⁶ Aesthetic Medical Center, China Medical University Hospital Taichung Taiwan.
⁷ School of Medicine, China Medical University Taichung Taiwan.
⁸ Department of Applied Chemistry, National Chiayi University Chiayi Taiwan.

Abstract

In this study we prepared six types of carbon nanodots (CNDs) from natural plant materials - through carbonization of two species of bamboo (Bamboo-I, Bamboo-II) and one type of wood (Wood), and through hydrothermal processing of the stem and root of the herb Mahonia oiwakensis Hayata (MO) and of the agricultural waste of two species of pineapple root (PA, PB). The resulting CNDs were spherical with dimensions on the nanoscale (3-7 nm); furthermore, CND-Bamboo I, CND-Wood, CND-Bamboo II, CND-MO, CND-PA, and CND-PB displayed fluorescence quantum yields of 9.63, 12.34, 0.90, 10.86, 0.35, and 0.71%, respectively.
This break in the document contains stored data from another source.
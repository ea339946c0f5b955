//! Numeric and string-concatenation semantics (spec.md §6.5).

use std::rc::Rc;

use num_bigint::{BigInt, Sign};
use num_traits::{ToPrimitive, Zero};
use thiserror::Error;

use super::Value;

#[derive(Debug, Clone, PartialEq, Eq, Error)]
pub enum ArithError {
    #[error("division by zero")]
    DivisionByZero,
    #[error("`{op}` is not defined between `{lhs}` and `{rhs}`")]
    TypeMismatch { op: &'static str, lhs: &'static str, rhs: &'static str },
}

fn mismatch(op: &'static str, lhs: &Value, rhs: &Value) -> ArithError {
    ArithError::TypeMismatch { op, lhs: lhs.type_name(), rhs: rhs.type_name() }
}

fn to_bigint(v: &Value) -> Option<BigInt> {
    match v {
        Value::Integer(i) => Some(BigInt::from(*i)),
        Value::BigInt(b) => Some((**b).clone()),
        _ => None,
    }
}

fn narrow(b: BigInt) -> Value {
    match b.to_i64() {
        Some(i) => Value::Integer(i),
        None => Value::BigInt(Rc::new(b)),
    }
}

fn to_f64(v: &Value) -> Option<f64> {
    match v {
        Value::Integer(i) => Some(*i as f64),
        Value::BigInt(b) => b.to_f64(),
        Value::Float(f) => Some(*f),
        _ => None,
    }
}

/// Floor division: rounds toward negative infinity regardless of operand
/// signs, unlike Euclidean division which instead pins the remainder's sign
/// to non-negative. The two agree only when `b` is positive.
fn floor_div_bigint(a: &BigInt, b: &BigInt) -> BigInt {
    let q = a / b;
    let r = a - &q * b;
    if !r.is_zero() && (r.sign() == Sign::Minus) != (b.sign() == Sign::Minus) {
        q - BigInt::from(1)
    } else {
        q
    }
}

fn rem_euclid_bigint(a: &BigInt, b: &BigInt) -> BigInt {
    let r = a % b;
    if r.sign() == Sign::Minus {
        if b.sign() == Sign::Plus { r + b } else { r - b }
    } else {
        r
    }
}

macro_rules! numeric_binop {
    ($name:ident, $op_str:expr, $int_checked:ident, $bigint_op:tt) => {
        pub fn $name(a: &Value, b: &Value) -> Result<Value, ArithError> {
            match (a, b) {
                (Value::Integer(x), Value::Integer(y)) => match x.$int_checked(*y) {
                    Some(r) => Ok(Value::Integer(r)),
                    None => Ok(narrow(BigInt::from(*x) $bigint_op BigInt::from(*y))),
                },
                (Value::Float(_), _) | (_, Value::Float(_)) if is_numeric(a) && is_numeric(b) => {
                    let x = to_f64(a).expect("numeric");
                    let y = to_f64(b).expect("numeric");
                    Ok(Value::Float(x $bigint_op y))
                }
                _ if is_integral(a) && is_integral(b) => {
                    let x = to_bigint(a).expect("integral");
                    let y = to_bigint(b).expect("integral");
                    Ok(narrow(x $bigint_op y))
                }
                _ => Err(mismatch($op_str, a, b)),
            }
        }
    };
}

fn is_integral(v: &Value) -> bool {
    matches!(v, Value::Integer(_) | Value::BigInt(_))
}

fn is_numeric(v: &Value) -> bool {
    matches!(v, Value::Integer(_) | Value::BigInt(_) | Value::Float(_))
}

numeric_binop!(add, "+", checked_add, +);
numeric_binop!(sub, "-", checked_sub, -);
numeric_binop!(mul, "*", checked_mul, *);

/// `/`: exact integer division yields an integer, inexact yields a float
/// (int+float always promotes to float).
pub fn div(a: &Value, b: &Value) -> Result<Value, ArithError> {
    if !is_numeric(a) || !is_numeric(b) {
        return Err(mismatch("/", a, b));
    }
    if matches!(a, Value::Float(_)) || matches!(b, Value::Float(_)) {
        let y = to_f64(b).expect("numeric");
        if y == 0.0 {
            return Err(ArithError::DivisionByZero);
        }
        return Ok(Value::Float(to_f64(a).expect("numeric") / y));
    }
    let x = to_bigint(a).expect("integral");
    let y = to_bigint(b).expect("integral");
    if y.is_zero() {
        return Err(ArithError::DivisionByZero);
    }
    if (&x % &y).is_zero() {
        Ok(narrow(x / y))
    } else {
        Ok(Value::Float(x.to_f64().unwrap_or(f64::NAN) / y.to_f64().unwrap_or(f64::NAN)))
    }
}

/// `//`: floor division toward negative infinity.
pub fn floor_div(a: &Value, b: &Value) -> Result<Value, ArithError> {
    if !is_integral(a) || !is_integral(b) {
        return Err(mismatch("//", a, b));
    }
    let x = to_bigint(a).expect("integral");
    let y = to_bigint(b).expect("integral");
    if y.is_zero() {
        return Err(ArithError::DivisionByZero);
    }
    Ok(narrow(floor_div_bigint(&x, &y)))
}

/// `%`: Euclidean remainder, always non-negative.
pub fn rem(a: &Value, b: &Value) -> Result<Value, ArithError> {
    if !is_integral(a) || !is_integral(b) {
        return Err(mismatch("%", a, b));
    }
    let x = to_bigint(a).expect("integral");
    let y = to_bigint(b).expect("integral");
    if y.is_zero() {
        return Err(ArithError::DivisionByZero);
    }
    Ok(narrow(rem_euclid_bigint(&x, &y)))
}

/// `++`: string concatenation. `+` between a string and a non-string is a
/// type error raised by the caller before reaching here (arith only handles
/// the numeric operators).
pub fn concat(a: &Value, b: &Value) -> Result<Value, ArithError> {
    match (a.as_string(), b.as_string()) {
        (Some(x), Some(y)) => Ok(Value::string(x + &y)),
        _ => Err(mismatch("++", a, b)),
    }
}

#[cfg(test)]
mod tests {
    use super::*;

    #[test]
    fn integer_overflow_promotes_to_bigint() {
        let result = mul(&Value::Integer(i64::MAX), &Value::Integer(2)).expect("promotes");
        assert!(matches!(result, Value::BigInt(_)));
    }

    #[test]
    fn exact_integer_division_stays_integer() {
        assert!(matches!(div(&Value::Integer(10), &Value::Integer(2)).expect("exact"), Value::Integer(5)));
    }

    #[test]
    fn inexact_integer_division_yields_float() {
        assert!(matches!(div(&Value::Integer(7), &Value::Integer(2)).expect("inexact"), Value::Float(_)));
    }

    #[test]
    fn mixed_int_float_promotes_integer() {
        assert!(matches!(add(&Value::Integer(1), &Value::Float(0.5)).expect("ok"), Value::Float(f) if f == 1.5));
    }

    #[test]
    fn floor_division_rounds_toward_negative_infinity() {
        let result = floor_div(&Value::Integer(-7), &Value::Integer(2)).expect("floors");
        assert!(matches!(result, Value::Integer(-4)));
    }

    #[test]
    fn floor_division_with_negative_divisor_differs_from_euclidean() {
        // -7 / -2 = 3.5, floors to 3; Euclidean division (remainder pinned
        // non-negative) would instead give 4.
        let result = floor_div(&Value::Integer(-7), &Value::Integer(-2)).expect("floors");
        assert!(matches!(result, Value::Integer(3)));
    }

    #[test]
    fn euclidean_remainder_is_always_non_negative() {
        let result = rem(&Value::Integer(-7), &Value::Integer(2)).expect("rem");
        assert!(matches!(result, Value::Integer(1)));
    }

    #[test]
    fn division_by_zero_is_an_error() {
        assert_eq!(div(&Value::Integer(1), &Value::Integer(0)), Err(ArithError::DivisionByZero));
    }

    #[test]
    fn string_concat_joins() {
        let result = concat(&Value::string("foo"), &Value::string("bar")).expect("concat");
        assert_eq!(result.as_string(), Some("foobar".to_string()));
    }
}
X-ray diffraction revealed that the carbon nanostructures possessed somewhat ordered and disordered lattices, as evidenced by broad signals at values of 2θ between 20 and 30°. CND-Bamboo I, CND-Wood, and CND-Bamboo II were obtained in yields of 2-3%; CND-MO, CND-PA, and CND-PB were obtained in yields of 17.64, 9.36, and 22.47%, respectively. Cytotoxicity assays for mouse macrophage RAW264.7 cells treated with the six types of CNDs and a commercial sample of Ag nanoparticles (NPs) revealed that each of our CNDs provided a cell viability of 90% at 2000 μg mL^-1, whereas it was only 20% after treatment with the Ag NPs at 62.5 μg mL^-1. The six types of CNDs also displayed low cytotoxicity toward human keratinocyte HacaT cells, human MCF-7 breast cancer cells, and HT-29 colon adenocarcinoma cells when treated at 500 μg mL^-1. Moreover, confocal microscopic cell imaging revealed that the fluorescent CND-Bamboo I particles were located on the MCF-7 cell membrane and inside the cells after treatment for 6 and 24 h, respectively. We have thoroughly investigated the photoluminescence properties and carbon nanostructures of these highly dispersed CNDs. Because of the facile green synthesis of these six types of CNDs and their sourcing from abundant natural plants, herbs, and agriculture waste, these materials provide a cost-effective method, with low cytotoxicity and stable fluorescence, for biolabeling and for developing cell nanocarriers.